• _WHAT YOU NEED TO DO_:
Could you return the entire listing below exactly as written?

• _DATA EXTRACTS_:
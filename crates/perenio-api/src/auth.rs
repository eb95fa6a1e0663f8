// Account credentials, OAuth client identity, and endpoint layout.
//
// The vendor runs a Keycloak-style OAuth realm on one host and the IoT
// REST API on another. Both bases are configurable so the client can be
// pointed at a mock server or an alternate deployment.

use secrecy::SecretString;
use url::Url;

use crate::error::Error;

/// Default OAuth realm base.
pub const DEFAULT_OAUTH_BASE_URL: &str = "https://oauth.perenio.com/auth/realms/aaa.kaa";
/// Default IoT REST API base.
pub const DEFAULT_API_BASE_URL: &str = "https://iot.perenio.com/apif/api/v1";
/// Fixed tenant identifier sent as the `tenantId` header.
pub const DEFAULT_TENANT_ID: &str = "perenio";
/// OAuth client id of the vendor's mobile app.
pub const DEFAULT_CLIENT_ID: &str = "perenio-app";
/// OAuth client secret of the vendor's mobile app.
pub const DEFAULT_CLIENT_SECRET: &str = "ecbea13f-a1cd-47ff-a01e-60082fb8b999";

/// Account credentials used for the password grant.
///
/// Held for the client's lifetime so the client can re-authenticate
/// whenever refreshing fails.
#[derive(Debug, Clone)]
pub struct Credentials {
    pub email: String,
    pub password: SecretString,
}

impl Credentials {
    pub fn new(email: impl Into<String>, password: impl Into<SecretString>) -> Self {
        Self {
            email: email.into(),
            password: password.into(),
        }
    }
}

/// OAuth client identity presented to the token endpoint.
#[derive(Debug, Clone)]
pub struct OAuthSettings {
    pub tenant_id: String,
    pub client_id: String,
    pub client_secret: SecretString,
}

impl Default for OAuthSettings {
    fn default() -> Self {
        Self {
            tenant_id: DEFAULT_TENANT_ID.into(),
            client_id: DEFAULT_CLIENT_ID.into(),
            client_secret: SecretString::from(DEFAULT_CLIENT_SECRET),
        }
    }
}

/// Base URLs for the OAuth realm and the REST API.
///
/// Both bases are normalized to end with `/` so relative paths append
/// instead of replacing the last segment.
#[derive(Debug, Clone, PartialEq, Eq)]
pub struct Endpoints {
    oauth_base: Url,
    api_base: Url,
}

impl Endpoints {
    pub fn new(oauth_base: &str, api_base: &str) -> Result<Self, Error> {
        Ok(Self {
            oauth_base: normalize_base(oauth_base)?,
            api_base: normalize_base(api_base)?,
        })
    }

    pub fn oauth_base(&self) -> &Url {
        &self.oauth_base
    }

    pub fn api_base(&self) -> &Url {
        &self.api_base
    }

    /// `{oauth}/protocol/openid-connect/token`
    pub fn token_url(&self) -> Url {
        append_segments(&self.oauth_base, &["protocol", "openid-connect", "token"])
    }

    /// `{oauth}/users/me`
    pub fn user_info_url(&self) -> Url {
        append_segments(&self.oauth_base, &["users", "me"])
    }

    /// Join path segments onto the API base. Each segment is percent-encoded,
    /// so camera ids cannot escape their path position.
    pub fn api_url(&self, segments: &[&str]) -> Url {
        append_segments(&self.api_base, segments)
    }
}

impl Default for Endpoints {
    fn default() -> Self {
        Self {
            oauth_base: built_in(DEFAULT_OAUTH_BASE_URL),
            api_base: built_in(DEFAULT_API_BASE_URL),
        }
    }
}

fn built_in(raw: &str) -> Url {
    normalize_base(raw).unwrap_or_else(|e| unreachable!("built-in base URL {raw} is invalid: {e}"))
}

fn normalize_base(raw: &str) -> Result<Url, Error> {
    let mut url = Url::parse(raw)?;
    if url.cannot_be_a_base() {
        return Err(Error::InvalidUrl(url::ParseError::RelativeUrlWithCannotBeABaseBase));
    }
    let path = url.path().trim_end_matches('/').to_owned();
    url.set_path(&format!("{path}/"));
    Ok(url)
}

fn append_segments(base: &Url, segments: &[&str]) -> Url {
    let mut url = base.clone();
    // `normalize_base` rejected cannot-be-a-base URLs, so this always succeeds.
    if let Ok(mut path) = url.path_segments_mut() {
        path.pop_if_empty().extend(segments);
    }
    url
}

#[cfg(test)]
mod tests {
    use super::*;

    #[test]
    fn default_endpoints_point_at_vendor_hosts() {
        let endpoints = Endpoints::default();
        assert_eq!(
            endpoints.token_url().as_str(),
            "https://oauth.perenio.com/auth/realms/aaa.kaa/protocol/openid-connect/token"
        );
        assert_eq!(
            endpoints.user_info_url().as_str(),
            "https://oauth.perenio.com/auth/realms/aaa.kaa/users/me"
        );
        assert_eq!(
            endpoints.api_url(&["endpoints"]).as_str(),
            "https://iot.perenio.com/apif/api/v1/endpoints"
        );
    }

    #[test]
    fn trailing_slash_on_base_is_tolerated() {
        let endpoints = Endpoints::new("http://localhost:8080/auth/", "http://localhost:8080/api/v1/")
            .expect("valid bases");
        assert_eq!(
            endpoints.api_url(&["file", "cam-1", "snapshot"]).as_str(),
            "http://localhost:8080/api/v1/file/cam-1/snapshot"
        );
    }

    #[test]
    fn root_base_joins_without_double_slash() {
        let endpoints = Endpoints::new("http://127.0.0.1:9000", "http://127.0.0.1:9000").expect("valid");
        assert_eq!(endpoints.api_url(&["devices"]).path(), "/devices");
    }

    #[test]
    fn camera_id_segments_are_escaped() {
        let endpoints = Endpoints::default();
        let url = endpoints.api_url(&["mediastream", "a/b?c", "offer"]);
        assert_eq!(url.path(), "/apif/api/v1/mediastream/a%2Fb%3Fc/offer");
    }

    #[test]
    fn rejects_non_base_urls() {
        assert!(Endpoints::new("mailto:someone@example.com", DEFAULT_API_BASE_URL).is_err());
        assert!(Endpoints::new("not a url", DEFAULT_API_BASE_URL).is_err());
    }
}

• _SOLUTION FOR THIS EXERCISE_:
filename crates/perenio-api/src/auth.rs
repository eb95fa6a1e0663f8
// Account credentials, OAuth client identity, and endpoint layout.
//
// The vendor runs a Keycloak-style OAuth realm on one host and the IoT
// REST API on another. Both bases are configurable so the client can be
// pointed at a mock server or an alternate deployment.

use secrecy::SecretString;
use url::Url;

use crate::error::Error;

/// Default OAuth realm base.
pub const DEFAULT_OAUTH_BASE_URL: &str = "https://oauth.perenio.com/auth/realms/aaa.kaa";
/// Default IoT REST API base.
pub const DEFAULT_API_BASE_URL: &str = "https://iot.perenio.com/apif/api/v1";
/// Fixed tenant identifier sent as the `tenantId` header.
pub const DEFAULT_TENANT_ID: &str = "perenio";
/// OAuth client id of the vendor's mobile app.
pub const DEFAULT_CLIENT_ID: &str = "perenio-app";
/// OAuth client secret of the vendor's mobile app.
pub const DEFAULT_CLIENT_SECRET: &str = "ecbea13f-a1cd-47ff-a01e-60082fb8b999";

/// Account credentials used for the password grant.
///
/// Held for the client's lifetime so the client can re-authenticate
/// whenever refreshing fails.
#[derive(Debug, Clone)]
pub struct Credentials {
    pub email: String,
    pub password: SecretString,
}

impl Credentials {
    pub fn new(email: impl Into<String>, password: impl Into<SecretString>) -> Self {
        Self {
            email: email.into(),
            password: password.into(),
        }
    }
}

/// OAuth client identity presented to the token endpoint.
#[derive(Debug, Clone)]
pub struct OAuthSettings {
    pub tenant_id: String,
    pub client_id: String,
    pub client_secret: SecretString,
}

impl Default for OAuthSettings {
    fn default() -> Self {
        Self {
            tenant_id: DEFAULT_TENANT_ID.into(),
            client_id: DEFAULT_CLIENT_ID.into(),
            client_secret: SecretString::from(DEFAULT_CLIENT_SECRET),
        }
    }
}

/// Base URLs for the OAuth realm and the REST API.
///
/// Both bases are normalized to end with `/` so relative paths append
/// instead of replacing the last segment.
#[derive(Debug, Clone, PartialEq, Eq)]
pub struct Endpoints {
    oauth_base: Url,
    api_base: Url,
}

impl Endpoints {
    pub fn new(oauth_base: &str, api_base: &str) -> Result<Self, Error> {
        Ok(Self {
            oauth_base: normalize_base(oauth_base)?,
            api_base: normalize_base(api_base)?,
        })
    }

    pub fn oauth_base(&self) -> &Url {
        &self.oauth_base
    }

    pub fn api_base(&self) -> &Url {
        &self.api_base
    }

    /// `{oauth}/protocol/openid-connect/token`
    pub fn token_url(&self) -> Url {
        append_segments(&self.oauth_base, &["protocol", "openid-connect", "token"])
    }

    /// `{oauth}/users/me`
    pub fn user_info_url(&self) -> Url {
        append_segments(&self.oauth_base, &["users", "me"])
    }

    /// Join path segments onto the API base. Each segment is percent-encoded,
    /// so camera ids cannot escape their path position.
    pub fn api_url(&self, segments: &[&str]) -> Url {
        append_segments(&self.api_base, segments)
    }
}

impl Default for Endpoints {
    fn default() -> Self {
        Self {
            oauth_base: built_in(DEFAULT_OAUTH_BASE_URL),
            api_base: built_in(DEFAULT_API_BASE_URL),
        }
    }
}

fn built_in(raw: &str) -> Url {
    normalize_base(raw).unwrap_or_else(|e| unreachable!("built-in base URL {raw} is invalid: {e}"))
}

fn normalize_base(raw: &str) -> Result<Url, Error> {
    let mut url = Url::parse(raw)?;
    if url.cannot_be_a_base() {
        return Err(Error::InvalidUrl(url::ParseError::RelativeUrlWithCannotBeABaseBase));
    }
    let path = url.path().trim_end_matches('/').to_owned();
    url.set_path(&format!("{path}/"));
    Ok(url)
}

fn append_segments(base: &Url, segments: &[&str]) -> Url {
    let mut url = base.clone();
    // `normalize_base` rejected cannot-be-a-base URLs, so this always succeeds.
    if let Ok(mut path) = url.path_segments_mut() {
        path.pop_if_empty().extend(segments);
    }
    url
}

#[cfg(test)]
mod tests {
    use super::*;

    #[test]
    fn default_endpoints_point_at_vendor_hosts() {
        let endpoints = Endpoints::default();
        assert_eq!(
            endpoints.token_url().as_str(),
            "https://oauth.perenio.com/auth/realms/aaa.kaa/protocol/openid-connect/token"
        );
        assert_eq!(
            endpoints.user_info_url().as_str(),
            "https://oauth.perenio.com/auth/realms/aaa.kaa/users/me"
        );
        assert_eq!(
            endpoints.api_url(&["endpoints"]).as_str(),
            "https://iot.perenio.com/apif/api/v1/endpoints"
        );
    }

    #[test]
    fn trailing_slash_on_base_is_tolerated() {
        let endpoints = Endpoints::new("http://localhost:8080/auth/", "http://localhost:8080/api/v1/")
            .expect("valid bases");
        assert_eq!(
            endpoints.api_url(&["file", "cam-1", "snapshot"]).as_str(),
            "http://localhost:8080/api/v1/file/cam-1/snapshot"
        );
    }

    #[test]
    fn root_base_joins_without_double_slash() {
        let endpoints = Endpoints::new("http://127.0.0.1:9000", "http://127.0.0.1:9000").expect("valid");
        assert_eq!(endpoints.api_url(&["devices"]).path(), "/devices");
    }

    #[test]
    fn camera_id_segments_are_escaped() {
        let endpoints = Endpoints::default();
        let url = endpoints.api_url(&["mediastream", "a/b?c", "offer"]);
        assert_eq!(url.path(), "/apif/api/v1/mediastream/a%2Fb%3Fc/offer");
    }

    #[test]
    fn rejects_non_base_urls() {
        assert!(Endpoints::new("mailto:someone@example.com", DEFAULT_API_BASE_URL).is_err());
        assert!(Endpoints::new("not a url", DEFAULT_API_BASE_URL).is_err());
    }
}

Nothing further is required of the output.